(Stored data)
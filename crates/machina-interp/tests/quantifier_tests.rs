//! Quantifier state-machine tests.
//!
//! Covers:
//! 1. Empty-domain truth values (forall true, exists false)
//! 2. Enumeration counts (exhaustive runs and short-circuits)
//! 3. Candidate order over indexed domains
//! 4. Set domains (deduplicated enumeration)
//! 5. Re-evaluation after a subtree reset
//! 6. Nested quantifiers sharing a variable name
//! 7. Fatal domain / condition type errors
//! 8. Two drivers interleaving over shared constructs

use machina_interp::{
    Ast, ConstructRegistry, EvalError, Interpreter, QuantifierKind, StepOutcome,
};
use machina_storage::{Element, FunctionClass, FunctionElement, FunctionTable};
use std::sync::{Arc, Mutex};

// ─────────────────────────────────────────────────────────────────────
// Helpers
// ─────────────────────────────────────────────────────────────────────

/// A derived predicate that records every argument it is applied to.
struct Probe {
    name: &'static str,
    seen: Mutex<Vec<Element>>,
    verdict: fn(&Element) -> bool,
}

impl Probe {
    fn new(name: &'static str, verdict: fn(&Element) -> bool) -> Arc<Self> {
        Arc::new(Self {
            name,
            seen: Mutex::new(Vec::new()),
            verdict,
        })
    }

    fn seen(&self) -> Vec<Element> {
        self.seen.lock().unwrap().clone()
    }

    fn calls(&self) -> usize {
        self.seen.lock().unwrap().len()
    }
}

impl FunctionElement for Probe {
    fn name(&self) -> &str {
        self.name
    }

    fn fclass(&self) -> FunctionClass {
        FunctionClass::Derived
    }

    fn value(&self, args: &[Element]) -> Element {
        let [arg] = args else { return Element::Undef };
        self.seen.lock().unwrap().push(arg.clone());
        Element::boolean((self.verdict)(arg))
    }
}

fn table_with(probes: &[Arc<Probe>]) -> Arc<FunctionTable> {
    let mut table = FunctionTable::new();
    for p in probes {
        table.register(p.clone());
    }
    Arc::new(table)
}

fn strings(names: &[&str]) -> Element {
    Element::list(names.iter().map(|n| Element::string(*n)).collect::<Vec<_>>())
}

/// Build `<kind> x in <domain> holds probe(x)` and evaluate it.
fn run_quantified(
    kind: QuantifierKind,
    domain: Element,
    probe: &Arc<Probe>,
) -> Result<Element, EvalError> {
    let table = table_with(std::slice::from_ref(probe));
    let mut ast = Ast::new();
    let dom = ast.literal(domain);
    let x = ast.id("x");
    let cond = ast.apply(probe.name, vec![x]);
    let root = ast.quantifier(kind, "x", dom, cond);
    let mut interp = Interpreter::new(ConstructRegistry::standard(), table, root);
    interp.execute_tree(&mut ast)
}

// ─────────────────────────────────────────────────────────────────────
// Empty domains
// ─────────────────────────────────────────────────────────────────────

#[test]
fn forall_over_empty_domain_is_vacuously_true() {
    let probe = Probe::new("probe", |_| false);
    let result = run_quantified(QuantifierKind::Forall, Element::list(vec![]), &probe);
    assert_eq!(result, Ok(Element::boolean(true)));
    assert_eq!(probe.calls(), 0);
}

#[test]
fn exists_over_empty_domain_is_false() {
    let probe = Probe::new("probe", |_| true);
    let result = run_quantified(QuantifierKind::Exists, Element::list(vec![]), &probe);
    assert_eq!(result, Ok(Element::boolean(false)));
    assert_eq!(probe.calls(), 0);
}

// ─────────────────────────────────────────────────────────────────────
// Enumeration counts and candidate order
// ─────────────────────────────────────────────────────────────────────

#[test]
fn forall_true_condition_visits_every_element_in_order() {
    let probe = Probe::new("probe", |_| true);
    let result = run_quantified(QuantifierKind::Forall, strings(&["a", "b", "c"]), &probe);
    assert_eq!(result, Ok(Element::boolean(true)));
    assert_eq!(
        probe.seen(),
        vec![
            Element::string("a"),
            Element::string("b"),
            Element::string("c")
        ]
    );
}

#[test]
fn forall_short_circuits_on_first_false() {
    let probe = Probe::new("probe", |_| false);
    let result = run_quantified(QuantifierKind::Forall, strings(&["a", "b", "c"]), &probe);
    assert_eq!(result, Ok(Element::boolean(false)));
    assert_eq!(probe.seen(), vec![Element::string("a")]);
}

#[test]
fn exists_false_condition_exhausts_the_domain() {
    let probe = Probe::new("probe", |_| false);
    let result = run_quantified(QuantifierKind::Exists, strings(&["a", "b", "c"]), &probe);
    assert_eq!(result, Ok(Element::boolean(false)));
    assert_eq!(probe.calls(), 3);
}

#[test]
fn exists_stops_at_the_first_witness() {
    let probe = Probe::new("probe", |e| *e == Element::string("b"));
    let result = run_quantified(QuantifierKind::Exists, strings(&["a", "b", "c"]), &probe);
    assert_eq!(result, Ok(Element::boolean(true)));
    // binds "a" then "b"; "c" is never tried
    assert_eq!(probe.seen(), vec![Element::string("a"), Element::string("b")]);
}

#[test]
fn set_domain_enumerates_without_duplicates() {
    let probe = Probe::new("probe", |_| true);
    let domain = Element::set(vec![
        Element::number(1.0),
        Element::number(2.0),
        Element::number(1.0),
    ]);
    let result = run_quantified(QuantifierKind::Forall, domain, &probe);
    assert_eq!(result, Ok(Element::boolean(true)));
    assert_eq!(probe.calls(), 2);
}

// ─────────────────────────────────────────────────────────────────────
// Re-evaluation
// ─────────────────────────────────────────────────────────────────────

#[test]
fn cleared_tree_re_enumerates_from_scratch() {
    let probe = Probe::new("probe", |_| true);
    let table = table_with(std::slice::from_ref(&probe));
    let mut ast = Ast::new();
    let dom = ast.literal(strings(&["a", "b", "c"]));
    let x = ast.id("x");
    let cond = ast.apply("probe", vec![x]);
    let root = ast.quantifier(QuantifierKind::Forall, "x", dom, cond);
    let mut interp = Interpreter::new(ConstructRegistry::standard(), table, root);

    assert_eq!(
        interp.execute_tree(&mut ast),
        Ok(Element::boolean(true))
    );
    assert_eq!(probe.calls(), 3);
    assert_eq!(interp.lookup_env("x"), None);

    interp.clear_tree(&mut ast, root);
    interp.set_position(root);
    assert_eq!(
        interp.execute_tree(&mut ast),
        Ok(Element::boolean(true))
    );
    assert_eq!(probe.calls(), 6);
}

#[test]
fn abandoning_a_half_finished_evaluation_unwinds_all_state() {
    let probe = Probe::new("probe", |_| true);
    let table = table_with(std::slice::from_ref(&probe));
    let mut ast = Ast::new();
    let dom = ast.literal(strings(&["a", "b", "c"]));
    let x = ast.id("x");
    let cond = ast.apply("probe", vec![x]);
    let root = ast.quantifier(QuantifierKind::Forall, "x", dom, cond);
    let mut interp = Interpreter::new(ConstructRegistry::standard(), table, root);

    // stop right after the first candidate was bound
    for _ in 0..4 {
        assert_eq!(interp.advance(&mut ast), Ok(StepOutcome::Progress));
    }
    assert_eq!(interp.lookup_env("x"), Some(&Element::string("a")));

    interp.abandon(&mut ast, root);
    interp.abandon(&mut ast, root); // idempotent
    // no stale candidate binding survives the abort
    assert_eq!(interp.lookup_env("x"), None);
    assert!(!ast.is_evaluated(root));
    assert_eq!(interp.position(), root);
    let before = probe.calls();

    assert_eq!(
        interp.execute_tree(&mut ast),
        Ok(Element::boolean(true))
    );
    // enumeration restarted from the full domain
    assert_eq!(probe.calls(), before + 3);
    assert_eq!(interp.lookup_env("x"), None);
}

// ─────────────────────────────────────────────────────────────────────
// Nesting
// ─────────────────────────────────────────────────────────────────────

#[test]
fn nested_quantifiers_with_the_same_variable_name_stay_isolated() {
    // forall x in [1, 2] holds (exists x in [10, 20] holds isTen(x))
    let probe = Probe::new("isTen", |e| *e == Element::number(10.0));
    let table = table_with(std::slice::from_ref(&probe));
    let mut ast = Ast::new();
    let inner_dom = ast.literal(Element::list(vec![
        Element::number(10.0),
        Element::number(20.0),
    ]));
    let x = ast.id("x");
    let inner_cond = ast.apply("isTen", vec![x]);
    let inner = ast.quantifier(QuantifierKind::Exists, "x", inner_dom, inner_cond);
    let outer_dom = ast.literal(Element::list(vec![
        Element::number(1.0),
        Element::number(2.0),
    ]));
    let root = ast.quantifier(QuantifierKind::Forall, "x", outer_dom, inner);

    let mut interp = Interpreter::new(ConstructRegistry::standard(), table, root);
    assert_eq!(
        interp.execute_tree(&mut ast),
        Ok(Element::boolean(true))
    );
    // the inner condition only ever sees the inner binding, once per
    // outer candidate (10 is a witness, so 20 is never tried)
    assert_eq!(
        probe.seen(),
        vec![Element::number(10.0), Element::number(10.0)]
    );
    assert_eq!(interp.lookup_env("x"), None);
}

// ─────────────────────────────────────────────────────────────────────
// Fatal type errors
// ─────────────────────────────────────────────────────────────────────

#[test]
fn non_enumerable_domain_aborts_the_step() {
    let probe = Probe::new("probe", |_| true);
    let result = run_quantified(QuantifierKind::Forall, Element::number(5.0), &probe);
    assert!(matches!(
        result,
        Err(EvalError::DomainNotEnumerable { quantifier: "forall", .. })
    ));
    assert_eq!(probe.calls(), 0);
}

#[test]
fn undef_domain_aborts_the_step() {
    let probe = Probe::new("probe", |_| true);
    let result = run_quantified(QuantifierKind::Exists, Element::Undef, &probe);
    assert!(matches!(
        result,
        Err(EvalError::DomainNotEnumerable { quantifier: "exists", .. })
    ));
}

#[test]
fn non_boolean_condition_aborts_the_step() {
    let table = Arc::new(FunctionTable::new());
    let mut ast = Ast::new();
    let dom = ast.literal(strings(&["a"]));
    let cond = ast.literal(Element::number(1.0));
    let root = ast.quantifier(QuantifierKind::Forall, "x", dom, cond);
    let mut interp = Interpreter::new(ConstructRegistry::standard(), table, root);
    assert!(matches!(
        interp.execute_tree(&mut ast),
        Err(EvalError::NonBooleanCondition { quantifier: "forall", .. })
    ));
}

// ─────────────────────────────────────────────────────────────────────
// Interleaved drivers
// ─────────────────────────────────────────────────────────────────────

#[test]
fn two_drivers_interleave_without_sharing_state() {
    let pa = Probe::new("pa", |_| true);
    let pb = Probe::new("pb", |e| *e == Element::number(5.0));
    let table = table_with(&[pa.clone(), pb.clone()]);
    let registry = ConstructRegistry::standard();

    let mut ast_a = Ast::new();
    let dom_a = ast_a.literal(Element::list(vec![
        Element::number(1.0),
        Element::number(2.0),
        Element::number(3.0),
    ]));
    let xa = ast_a.id("x");
    let cond_a = ast_a.apply("pa", vec![xa]);
    let root_a = ast_a.quantifier(QuantifierKind::Forall, "x", dom_a, cond_a);

    let mut ast_b = Ast::new();
    let dom_b = ast_b.literal(Element::list(vec![
        Element::number(4.0),
        Element::number(5.0),
        Element::number(6.0),
    ]));
    let xb = ast_b.id("x");
    let cond_b = ast_b.apply("pb", vec![xb]);
    let root_b = ast_b.quantifier(QuantifierKind::Exists, "x", dom_b, cond_b);

    let mut ia = Interpreter::new(registry.clone(), table.clone(), root_a);
    let mut ib = Interpreter::new(registry, table, root_b);

    // one micro-step each, round-robin, until both roots finish
    let mut done_a = None;
    let mut done_b = None;
    while done_a.is_none() || done_b.is_none() {
        if done_a.is_none() {
            if let StepOutcome::Complete(v) = ia.advance(&mut ast_a).unwrap() {
                done_a = Some(v);
            }
        }
        if done_b.is_none() {
            if let StepOutcome::Complete(v) = ib.advance(&mut ast_b).unwrap() {
                done_b = Some(v);
            }
        }
    }

    assert_eq!(done_a, Some(Element::boolean(true)));
    assert_eq!(done_b, Some(Element::boolean(true)));
    assert_eq!(pa.calls(), 3);
    assert_eq!(
        pb.seen(),
        vec![Element::number(4.0), Element::number(5.0)]
    );
}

- DIRECTIONS FOR THIS TASK -
Wherever a line of the data holds "lock", copy that line.

- THE COMPLETED TASK -
        self.seen.lock().unwrap().clone()
        self.seen.lock().unwrap().len()
        self.seen.lock().unwrap().push(arg.clone());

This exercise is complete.